◆ **DIRECTIONS**:
Work through the entries that follow and state how many lines contain the word "volume". Only the number is wanted.

++++ SUPPLIED RECORDS ++++

//! CLI integration tests: real INI and CSV files on disk, driven through
//! the same dispatch path as the binary.

mod common;

use clap::Parser;
use common::*;
use marketscan::adapters::csv_adapter::CsvAdapter;
use marketscan::adapters::csv_report_adapter::{ERRORS_FILE, SCAN_FILE, TRADES_FILE};
use marketscan::adapters::file_config_adapter::FileConfigAdapter;
use marketscan::cli::{self, Cli};
use marketscan::domain::backtest::run_backtest;
use marketscan::domain::cancel::CancelToken;
use marketscan::domain::error::ScanError;
use marketscan::domain::timeframe::Timeframe;
use std::fs;
use std::io::Write;
use std::path::Path;
use tempfile::TempDir;

fn write_csv(dir: &Path, file: &str, bars: &[Bar]) {
    let mut content = String::from("timestamp,open,high,low,close,volume\n");
    for b in bars {
        content.push_str(&format!(
            "{},{},{},{},{},{}\n",
            b.timestamp.to_rfc3339(),
            b.open,
            b.high,
            b.low,
            b.close,
            b.volume
        ));
    }
    fs::write(dir.join(file), content).unwrap();
}

fn write_temp_ini(content: &str) -> tempfile::NamedTempFile {
    let mut file = tempfile::NamedTempFile::new().unwrap();
    file.write_all(content.as_bytes()).unwrap();
    file.flush().unwrap();
    file
}

/// Data directory with a rising and a flat daily symbol.
fn data_dir() -> TempDir {
    let dir = TempDir::new().unwrap();
    write_csv(dir.path(), "UP_1D.csv", &linear_bars(day(2021, 1, 1), 300, 100.0, 400.0));
    write_csv(dir.path(), "FLAT_1D.csv", &flat_bars(day(2021, 1, 1), 300, 100.0));
    write_csv(dir.path(), "GROW_1D.csv", &growth_bars(day(2021, 1, 1), 600, 100.0, 0.002));
    dir
}

fn run_cli(args: &[&str]) -> Result<(), ScanError> {
    let mut argv = vec!["marketscan"];
    argv.extend_from_slice(args);
    cli::dispatch(Cli::parse_from(argv).command)
}

fn path_str(path: &Path) -> &str {
    path.to_str().unwrap()
}

mod scan_command {
    use super::*;

    #[test]
    fn writes_ranked_report() {
        let data = data_dir();
        let out = TempDir::new().unwrap();
        let ini = write_temp_ini(&format!(
            "[data]\ndir = {}\n\n[scan]\nsymbols = FLAT, UP\n",
            path_str(data.path())
        ));

        run_cli(&[
            "scan",
            "--config",
            path_str(ini.path()),
            "--output",
            path_str(out.path()),
        ])
        .unwrap();

        let report = fs::read_to_string(out.path().join(SCAN_FILE)).unwrap();
        let lines: Vec<&str> = report.lines().collect();
        assert_eq!(lines.len(), 3);
        assert!(lines[0].starts_with("symbol,timeframe,asset_class,timestamp"));
        assert!(lines[1].starts_with("UP,1D,equity,"));
        assert!(lines[2].starts_with("FLAT,1D,equity,"));
    }

    #[test]
    fn symbol_flag_overrides_config_and_reports_failures() {
        let data = data_dir();
        let out = TempDir::new().unwrap();
        let ini = write_temp_ini("[scan]\nsymbols = FLAT\n");

        run_cli(&[
            "scan",
            "--config",
            path_str(ini.path()),
            "--data-dir",
            path_str(data.path()),
            "--symbols",
            "up,nope",
            "--format",
            "json",
            "--output",
            path_str(out.path()),
        ])
        .unwrap();

        let report = fs::read_to_string(out.path().join(SCAN_FILE)).unwrap();
        assert_eq!(report.lines().count(), 2);
        assert!(report.contains("\nUP,"));

        let errors = fs::read_to_string(out.path().join(ERRORS_FILE)).unwrap();
        assert!(errors.contains("NOPE,data_unavailable"));
    }

    #[test]
    fn scans_every_file_without_symbol_list() {
        let data = data_dir();
        let out = TempDir::new().unwrap();

        run_cli(&[
            "scan",
            "--data-dir",
            path_str(data.path()),
            "--output",
            path_str(out.path()),
        ])
        .unwrap();

        let report = fs::read_to_string(out.path().join(SCAN_FILE)).unwrap();
        assert_eq!(report.lines().count(), 4);
    }

    #[test]
    fn duplicate_symbols_are_config_errors() {
        let data = data_dir();
        let result = run_cli(&[
            "scan",
            "--data-dir",
            path_str(data.path()),
            "--symbols",
            "UP,up",
        ]);
        assert!(matches!(
            result,
            Err(ScanError::ConfigInvalid { key, .. }) if key == "symbols"
        ));
    }
}

mod backtest_command {
    use super::*;

    #[test]
    fn writes_trade_log() {
        let data = data_dir();
        let out = TempDir::new().unwrap();

        run_cli(&[
            "backtest",
            "--data-dir",
            path_str(data.path()),
            "--symbols",
            "GROW",
            "--start",
            "2022-01-01",
            "--end",
            "2022-06-30",
            "--output",
            path_str(out.path()),
        ])
        .unwrap();

        let trades = fs::read_to_string(out.path().join(TRADES_FILE)).unwrap();
        assert_eq!(trades.lines().count(), 10);
        assert!(trades.lines().skip(1).all(|l| l.contains("time_exit")));
    }

    #[test]
    fn inverted_range_is_rejected_before_reading_data() {
        let result = run_cli(&[
            "backtest",
            "--data-dir",
            "/nonexistent/marketscan",
            "--symbols",
            "GROW",
            "--start",
            "2022-06-30",
            "--end",
            "2022-01-01",
        ]);
        assert!(matches!(result, Err(ScanError::InvalidRange { .. })));
    }

    #[test]
    fn missing_dates_are_reported() {
        let ini = write_temp_ini("[backtest]\nmin_score = 40\n");
        let result = run_cli(&["backtest", "--config", path_str(ini.path())]);
        assert!(matches!(
            result,
            Err(ScanError::ConfigMissing { key, .. }) if key == "start_date"
        ));
    }

    #[test]
    fn config_dates_and_symbols_are_used() {
        let data = data_dir();
        let ini = write_temp_ini(&format!(
            "[data]\ndir = {}\n\n[backtest]\nsymbols = GROW\nstart_date = 2022-01-01\n\
             end_date = 2022-06-30\nmin_score = 50\nmax_positions = 2\n",
            path_str(data.path())
        ));
        let port = FileConfigAdapter::from_file(ini.path()).unwrap();
        let config = cli::build_backtest_config(&port, &cli::BacktestOverrides::default()).unwrap();
        assert_eq!(config.max_positions, 2);

        let adapter = CsvAdapter::new(data.path().to_path_buf());
        let symbols =
            cli::resolve_symbols(None, &port, "backtest", false, &adapter, config.timeframe).unwrap();
        assert_eq!(symbols, vec!["GROW"]);

        let result = run_backtest(&adapter, &symbols, &config, &CancelToken::new()).unwrap();
        assert_eq!(result.trades.len(), 9);

        let mut summary = Vec::new();
        cli::print_backtest_summary(&mut summary, &result).unwrap();
        let summary = String::from_utf8(summary).unwrap();
        assert!(summary.contains("Total Trades:     9"));
        assert!(summary.contains("Win Rate:         100.0%"));
        assert!(summary.contains("Open Positions:   1"));
    }
}

mod validate_command {
    use super::*;

    #[test]
    fn accepts_complete_config() {
        let ini = write_temp_ini(
            "[scan]\ntimeframe = 1h\nsymbols = AAPL, MSFT, GC=F\n\n\
             [backtest]\nstart_date = 2023-01-01\nend_date = 2023-06-30\n\n\
             [weights]\nregime = 30\n",
        );
        run_cli(&["validate", "--config", path_str(ini.path())]).unwrap();
    }

    #[test]
    fn rejects_unknown_timeframe() {
        let ini = write_temp_ini("[scan]\ntimeframe = 4h\n");
        let result = run_cli(&["validate", "--config", path_str(ini.path())]);
        assert!(matches!(
            result,
            Err(ScanError::ConfigInvalid { key, .. }) if key == "timeframe"
        ));
    }

    #[test]
    fn rejects_unparsable_number() {
        let ini = write_temp_ini(
            "[backtest]\nstart_date = 2023-01-01\nend_date = 2023-06-30\nrisk_per_trade = 0.05x\n",
        );
        let result = run_cli(&["validate", "--config", path_str(ini.path())]);
        assert!(matches!(
            result,
            Err(ScanError::ConfigInvalid { key, .. }) if key == "risk_per_trade"
        ));
    }

    #[test]
    fn rejects_short_backtest_range() {
        let ini = write_temp_ini("[backtest]\nstart_date = 2023-01-01\nend_date = 2023-01-15\n");
        let result = run_cli(&["validate", "--config", path_str(ini.path())]);
        assert!(matches!(result, Err(ScanError::InvalidRange { .. })));
    }

    #[test]
    fn rejects_empty_symbol_token() {
        let ini = write_temp_ini("[scan]\nsymbols = AAPL,,MSFT\n");
        let result = run_cli(&["validate", "--config", path_str(ini.path())]);
        assert!(matches!(result, Err(ScanError::ConfigInvalid { .. })));
    }

    #[test]
    fn missing_file_is_parse_error() {
        let result = run_cli(&["validate", "--config", "/nonexistent/marketscan.ini"]);
        assert!(matches!(result, Err(ScanError::ConfigParse { .. })));
    }
}

mod list_symbols_command {
    use super::*;

    #[test]
    fn lists_files_for_timeframe() {
        let data = data_dir();
        run_cli(&["list-symbols", "--data-dir", path_str(data.path())]).unwrap();

        let adapter = CsvAdapter::new(data.path().to_path_buf());
        let port = FileConfigAdapter::empty();
        let symbols =
            cli::resolve_symbols(None, &port, "scan", false, &adapter, Timeframe::Daily).unwrap();
        assert_eq!(symbols, vec!["FLAT", "GROW", "UP"]);
    }

    #[test]
    fn missing_directory_is_io_error() {
        let result = run_cli(&["list-symbols", "--data-dir", "/nonexistent/marketscan"]);
        assert!(matches!(result, Err(ScanError::Io(_))));
    }
}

++++

◆ **EXERCISE SOLUTION**:
2